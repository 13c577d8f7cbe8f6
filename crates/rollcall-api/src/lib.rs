//! JSON REST API for Rollcall.
//!
//! Exposes an axum [`Router`] backed by any [`AttendanceStore`] and
//! [`FaceRecognizer`]. TLS and session tokens are the caller's responsibility.
//!
//! # Mounting
//!
//! ```rust,ignore
//! .nest("/api", rollcall_api::api_router(state))
//! ```

pub mod credentials;
pub mod error;
pub mod faces;
pub mod image;
pub mod offerings;
pub mod people;
pub mod requests;
pub mod sessions;

use std::sync::Arc;

use axum::{
  Router,
  routing::{get, post, put},
};
use rollcall_core::{
  matcher::Threshold, recognizer::FaceRecognizer, store::AttendanceStore,
};

pub use error::ApiError;

// ─── Application state ────────────────────────────────────────────────────────

/// Shared state threaded through all handlers.
pub struct AppState<S, R> {
  pub store:      Arc<S>,
  /// Built once at startup and shared by every request.
  pub recognizer: Arc<R>,
  pub threshold:  Threshold,
}

// Derived `Clone` would demand `S: Clone` and `R: Clone`.
impl<S, R> Clone for AppState<S, R> {
  fn clone(&self) -> Self {
    Self {
      store:      Arc::clone(&self.store),
      recognizer: Arc::clone(&self.recognizer),
      threshold:  self.threshold,
    }
  }
}

// ─── Router ───────────────────────────────────────────────────────────────────

/// Build a fully-materialised API router for `state`.
///
/// The returned `Router<()>` can be nested into any parent router regardless
/// of its own state type.
pub fn api_router<S, R>(state: AppState<S, R>) -> Router<()>
where
  S: AttendanceStore + 'static,
  R: FaceRecognizer + 'static,
{
  Router::new()
    // People
    .route("/people", get(people::list::<S, R>).post(people::create::<S, R>))
    .route("/people/{id}", get(people::get_one::<S, R>))
    .route("/people/{id}/offerings", get(people::offerings::<S, R>))
    .route("/people/{id}/attendance", get(people::attendance::<S, R>))
    .route("/people/{id}/records", get(people::records::<S, R>))
    .route("/dashboard", get(people::dashboard::<S, R>))
    .route("/people/{id}/credentials", post(credentials::bind::<S, R>))
    .route("/credentials/verify", post(credentials::verify::<S, R>))
    .route("/credentials/change-password", post(credentials::change_password::<S, R>))
    .route("/people/{id}/face", get(faces::status::<S, R>).post(faces::capture::<S, R>))
    .route(
      "/people/{id}/offerings/{offering_id}/summary",
      get(offerings::summary::<S, R>),
    )
    // Offerings
    .route("/offerings", post(offerings::create::<S, R>))
    .route(
      "/offerings/{id}",
      get(offerings::get_one::<S, R>).delete(offerings::delete_one::<S, R>),
    )
    .route("/offerings/{id}/active", put(offerings::set_active::<S, R>))
    .route("/offerings/{id}/cohort", post(offerings::enroll::<S, R>))
    .route("/offerings/{id}/roster", get(offerings::roster::<S, R>))
    .route("/offerings/{id}/records", get(offerings::records::<S, R>))
    // Sessions
    .route(
      "/offerings/{id}/sessions",
      get(sessions::list::<S, R>).post(sessions::start::<S, R>),
    )
    .route("/offerings/{id}/sessions/active", get(sessions::active::<S, R>))
    .route("/sessions/{id}", get(sessions::get_one::<S, R>))
    .route("/sessions/{id}/close", post(sessions::close::<S, R>))
    .route("/sessions/{id}/detections", post(sessions::record::<S, R>))
    .route("/sessions/{id}/verify", post(sessions::verify::<S, R>))
    // Enrollment requests
    .route("/enrollment-requests", get(requests::list::<S, R>))
    .route("/enrollment-requests/{id}/preview", get(requests::preview::<S, R>))
    .route("/enrollment-requests/{id}/approve", post(requests::approve::<S, R>))
    .route("/enrollment-requests/{id}/reject", post(requests::reject::<S, R>))
    .with_state(state)
}

#[cfg(test)]
mod tests;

- **Work order**
Once the records end, copy them all again exactly.

- **Solution to the problem**
repository 13c577d8f7cbe8f6
filename crates/rollcall-api/src/lib.rs
//! JSON REST API for Rollcall.
//!
//! Exposes an axum [`Router`] backed by any [`AttendanceStore`] and
//! [`FaceRecognizer`]. TLS and session tokens are the caller's responsibility.
//!
//! # Mounting
//!
//! ```rust,ignore
//! .nest("/api", rollcall_api::api_router(state))
//! ```

pub mod credentials;
pub mod error;
pub mod faces;
pub mod image;
pub mod offerings;
pub mod people;
pub mod requests;
pub mod sessions;

use std::sync::Arc;

use axum::{
  Router,
  routing::{get, post, put},
};
use rollcall_core::{
  matcher::Threshold, recognizer::FaceRecognizer, store::AttendanceStore,
};

pub use error::ApiError;

// ─── Application state ────────────────────────────────────────────────────────

/// Shared state threaded through all handlers.
pub struct AppState<S, R> {
  pub store:      Arc<S>,
  /// Built once at startup and shared by every request.
  pub recognizer: Arc<R>,
  pub threshold:  Threshold,
}

// Derived `Clone` would demand `S: Clone` and `R: Clone`.
impl<S, R> Clone for AppState<S, R> {
  fn clone(&self) -> Self {
    Self {
      store:      Arc::clone(&self.store),
      recognizer: Arc::clone(&self.recognizer),
      threshold:  self.threshold,
    }
  }
}

// ─── Router ───────────────────────────────────────────────────────────────────

/// Build a fully-materialised API router for `state`.
///
/// The returned `Router<()>` can be nested into any parent router regardless
/// of its own state type.
pub fn api_router<S, R>(state: AppState<S, R>) -> Router<()>
where
  S: AttendanceStore + 'static,
  R: FaceRecognizer + 'static,
{
  Router::new()
    // People
    .route("/people", get(people::list::<S, R>).post(people::create::<S, R>))
    .route("/people/{id}", get(people::get_one::<S, R>))
    .route("/people/{id}/offerings", get(people::offerings::<S, R>))
    .route("/people/{id}/attendance", get(people::attendance::<S, R>))
    .route("/people/{id}/records", get(people::records::<S, R>))
    .route("/dashboard", get(people::dashboard::<S, R>))
    .route("/people/{id}/credentials", post(credentials::bind::<S, R>))
    .route("/credentials/verify", post(credentials::verify::<S, R>))
    .route("/credentials/change-password", post(credentials::change_password::<S, R>))
    .route("/people/{id}/face", get(faces::status::<S, R>).post(faces::capture::<S, R>))
    .route(
      "/people/{id}/offerings/{offering_id}/summary",
      get(offerings::summary::<S, R>),
    )
    // Offerings
    .route("/offerings", post(offerings::create::<S, R>))
    .route(
      "/offerings/{id}",
      get(offerings::get_one::<S, R>).delete(offerings::delete_one::<S, R>),
    )
    .route("/offerings/{id}/active", put(offerings::set_active::<S, R>))
    .route("/offerings/{id}/cohort", post(offerings::enroll::<S, R>))
    .route("/offerings/{id}/roster", get(offerings::roster::<S, R>))
    .route("/offerings/{id}/records", get(offerings::records::<S, R>))
    // Sessions
    .route(
      "/offerings/{id}/sessions",
      get(sessions::list::<S, R>).post(sessions::start::<S, R>),
    )
    .route("/offerings/{id}/sessions/active", get(sessions::active::<S, R>))
    .route("/sessions/{id}", get(sessions::get_one::<S, R>))
    .route("/sessions/{id}/close", post(sessions::close::<S, R>))
    .route("/sessions/{id}/detections", post(sessions::record::<S, R>))
    .route("/sessions/{id}/verify", post(sessions::verify::<S, R>))
    // Enrollment requests
    .route("/enrollment-requests", get(requests::list::<S, R>))
    .route("/enrollment-requests/{id}/preview", get(requests::preview::<S, R>))
    .route("/enrollment-requests/{id}/approve", post(requests::approve::<S, R>))
    .route("/enrollment-requests/{id}/reject", post(requests::reject::<S, R>))
    .with_state(state)
}

#[cfg(test)]
mod tests;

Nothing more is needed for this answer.